Honestly, I would be fine with that, because it would mean Giselle was okay and not involved in the awful mess that was my life.
Let’s hope it’s that one.
Nose burning, muscles screaming, and my body using all the speed it could possibly muster, I finally picked up on another scent.
Giselle.
But that wasn’t all. There was a strange sound. At first, I didn’t know what it was. It was so rapid and uneven that it sounded like someone shaking a bunch of heavy rocks around in an empty box. But then I recognized it as Giselle’s heartbeat.
That could not be good.
Although I hadn’t exactly been buddy-buddy with humans for most of my life, I had interacted with them enough to have a general idea of what their heartbeat was supposed to sound like.
I was familiar with how they were at rest, how they were when they worked a labor-intensive job—so many of the gigs I worked to keep myself occupied were just that—how they accelerated when they lied, when they were attracted to someone, when they were high, even when they were drunk.
But I had never, and I truly meant never, heard a heartbeat that rapid and violent before.

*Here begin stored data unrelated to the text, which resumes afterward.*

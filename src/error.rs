//! Error types for FlashPost export operations.

use serde::Serialize;
use thiserror::Error;

/// External capability an export depends on.
#[derive(Debug, Clone, Copy, PartialEq, Eq, Serialize)]
#[serde(rename_all = "snake_case")]
pub enum Dependency {
    /// Rasterization engine (element to pixels).
    Rasterizer,
    /// PDF assembly engine.
    PdfEngine,
}

impl std::fmt::Display for Dependency {
    fn fmt(&self, f: &mut std::fmt::Formatter<'_>) -> std::fmt::Result {
        match self {
            Self::Rasterizer => f.write_str("rasterizer"),
            Self::PdfEngine => f.write_str("PDF engine"),
        }
    }
}

/// Why a capture failed, as reported by the rasterizer.
#[derive(Debug, Clone, Copy, PartialEq, Eq, Serialize)]
#[serde(rename_all = "snake_case")]
pub enum CaptureErrorKind {
    /// Canvas would exceed the pixel budget.
    Memory,
    /// A cross-origin resource could not be used.
    CrossOrigin,
    /// A resource failed to load.
    Network,
    /// A resource did not load before the image timeout.
    Timeout,
    /// The capture produced a zero-sized raster.
    EmptyImage,
    /// Anything else.
    Other,
}

/// Tag identifying the class of an [`FpError`].
///
/// User-facing diagnostics switch on this tag rather than on message text.
#[derive(Debug, Clone, Copy, PartialEq, Eq, Serialize)]
#[serde(tag = "kind", content = "detail", rename_all = "snake_case")]
pub enum ErrorKind {
    DependencyMissing(Dependency),
    ElementNotFound,
    Rasterization(CaptureErrorKind),
    Encoding,
    Download,
    InvalidRequest,
    Busy,
    Deck,
    Config,
    Server,
    Io,
    Other,
}

/// Primary error type for FlashPost operations.
#[derive(Error, Debug)]
pub enum FpError {
    // Export pipeline errors
    #[error("Required {dependency} is not available")]
    DependencyMissing { dependency: Dependency },

    #[error("Element not found: {selector}")]
    ElementNotFound { selector: String },

    #[error("Rasterization failed ({kind:?}): {message}")]
    Rasterization {
        kind: CaptureErrorKind,
        message: String,
    },

    #[error("Encoding failed: {0}")]
    Encoding(String),

    #[error("Could not save '{filename}': {reason}")]
    DownloadFailed { filename: String, reason: String },

    #[error("Invalid export request: {0}")]
    InvalidRequest(String),

    #[error("Another export is already running")]
    ExportInProgress,

    // Deck errors
    #[error("Deck has no slides")]
    NoSlides,

    #[error("Invalid slide {index}: deck has {count} slides (1-{count})")]
    SlideIndexOutOfRange { index: usize, count: usize },

    #[error("Deck file not found: {path}")]
    DeckNotFound { path: String },

    #[error("Deck parse error: {0}")]
    DeckParse(String),

    // Configuration errors
    #[error("Configuration parse error: {0}")]
    ConfigParse(String),

    #[error("Invalid configuration: {0}")]
    ConfigInvalid(String),

    // Web server errors
    #[error("Web server failed to start on {addr}: {reason}")]
    WebServerFailed { addr: String, reason: String },

    // General errors
    #[error("IO error: {0}")]
    Io(#[from] std::io::Error),

    #[error("{0}")]
    Other(String),
}

impl FpError {
    /// Returns the tag for this error.
    pub const fn kind(&self) -> ErrorKind {
        match self {
            Self::DependencyMissing { dependency } => ErrorKind::DependencyMissing(*dependency),
            Self::ElementNotFound { .. } => ErrorKind::ElementNotFound,
            Self::Rasterization { kind, .. } => ErrorKind::Rasterization(*kind),
            Self::Encoding(_) => ErrorKind::Encoding,
            Self::DownloadFailed { .. } => ErrorKind::Download,
            Self::InvalidRequest(_) | Self::SlideIndexOutOfRange { .. } => {
                ErrorKind::InvalidRequest
            }
            Self::ExportInProgress => ErrorKind::Busy,
            Self::NoSlides | Self::DeckNotFound { .. } | Self::DeckParse(_) => ErrorKind::Deck,
            Self::ConfigParse(_) | Self::ConfigInvalid(_) => ErrorKind::Config,
            Self::WebServerFailed { .. } => ErrorKind::Server,
            Self::Io(_) => ErrorKind::Io,
            Self::Other(_) => ErrorKind::Other,
        }
    }

    /// Build a rasterization error.
    pub fn capture(kind: CaptureErrorKind, message: impl Into<String>) -> Self {
        Self::Rasterization {
            kind,
            message: message.into(),
        }
    }

    /// User-facing sentence explaining an export failure.
    pub const fn diagnostic(&self) -> &'static str {
        match self.kind() {
            ErrorKind::DependencyMissing(Dependency::Rasterizer) => {
                "The rendering engine is not loaded. Restart FlashPost and try again."
            }
            ErrorKind::DependencyMissing(Dependency::PdfEngine) => {
                "The PDF engine is not loaded. Export as PNG or JPEG instead."
            }
            ErrorKind::Rasterization(CaptureErrorKind::Memory) => {
                "Not enough memory to render at this size. Lower the scale or dimensions."
            }
            ErrorKind::Rasterization(CaptureErrorKind::CrossOrigin) => {
                "An image on this slide is blocked by cross-origin restrictions. Use local images."
            }
            ErrorKind::Rasterization(CaptureErrorKind::Network) => {
                "A slide resource could not be loaded. Check image paths and your connection."
            }
            ErrorKind::Rasterization(CaptureErrorKind::Timeout) => {
                "Slide images took too long to load. Try again or use smaller images."
            }
            ErrorKind::Rasterization(CaptureErrorKind::EmptyImage) => {
                "The slide rendered as an empty image. Check that the slide is visible."
            }
            ErrorKind::ElementNotFound => "The slide preview is not ready. Render a slide first.",
            ErrorKind::Encoding => "The image could not be encoded. Try a different format.",
            ErrorKind::Download => "The file could not be saved. Check the output directory.",
            _ => "Export failed. Please try again.",
        }
    }

    /// Returns true if the error is recoverable by the user.
    pub const fn is_user_recoverable(&self) -> bool {
        matches!(
            self,
            Self::ElementNotFound { .. }
                | Self::InvalidRequest(_)
                | Self::ExportInProgress
                | Self::NoSlides
                | Self::SlideIndexOutOfRange { .. }
                | Self::DeckNotFound { .. }
                | Self::DeckParse(_)
                | Self::ConfigParse(_)
                | Self::DownloadFailed { .. }
        )
    }

    /// Returns a suggestion for how to fix the error.
    pub fn suggestion(&self) -> Option<&'static str> {
        match self {
            Self::NoSlides => Some("Add at least one entry under `slides` in the deck file"),
            Self::SlideIndexOutOfRange { .. } => Some("Slide numbers start at 1"),
            Self::DeckNotFound { .. } => Some("Check the deck path, or create one with a `slides` list"),
            Self::DownloadFailed { .. } => Some("Use --out to pick a writable directory"),
            Self::WebServerFailed { .. } => Some("Use --port or PORT to pick a free port"),
            Self::Rasterization { .. } => Some("Retry with --scale 1 --width 720 --height 720"),
            _ => None,
        }
    }
}

/// Convenience type alias for Results using FpError.
pub type Result<T> = std::result::Result<T, FpError>;

/// Extension trait for adding context to errors.
pub trait ResultExt<T> {
    fn with_context<F, S>(self, f: F) -> Result<T>
    where
        F: FnOnce() -> S,
        S: Into<String>;
}

impl<T, E: std::error::Error> ResultExt<T> for std::result::Result<T, E> {
    fn with_context<F, S>(self, f: F) -> Result<T>
    where
        F: FnOnce() -> S,
        S: Into<String>,
    {
        self.map_err(|e| FpError::Other(format!("{}: {e}", f().into())))
    }
}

And Giselle was so slight, too. It was hard not to imagine her heart trying to break through her ribcage. God, I had really fucked up, hadn’t I? Surely, no one could survive something like that for long, and Giselle wasn’t in the best of health.
She just had to hold on a little longer. Just another minute, then I would spend the rest of my life making it up to her.
Not that she’d ever want to see me again.
It didn’t even cross my mind that I was about to expose the existence of our species to her. I could now hear two heartbeats, and the smell of the beta that had betrayed me filled the air.
After what felt like an eternity, I burst through the trees and was greeted by none other than the wolf form of one Charles French, the man who had led the attack that wiped out my pack.
I snarled, but that word wasn’t enough to describe the sound I made. It was wild. It was full of so much pain and rage that it physically hurt. It was vengeance that I thought I had already wrought.
“ You! ” was all I managed to get out in shifter-speak, the way many of our kind communicated in animal form. It wasn’t always language, often consisting of more abstract ideas and flashes of images, but I knew without a doubt that any wolf within a two-mile radius heard the exclamation.
“Benjamin Poynter! ” the other wolf howled back, and it was like someone had dunked a bucket of ice water over my head.
Because that wasn’t the voice of my beta.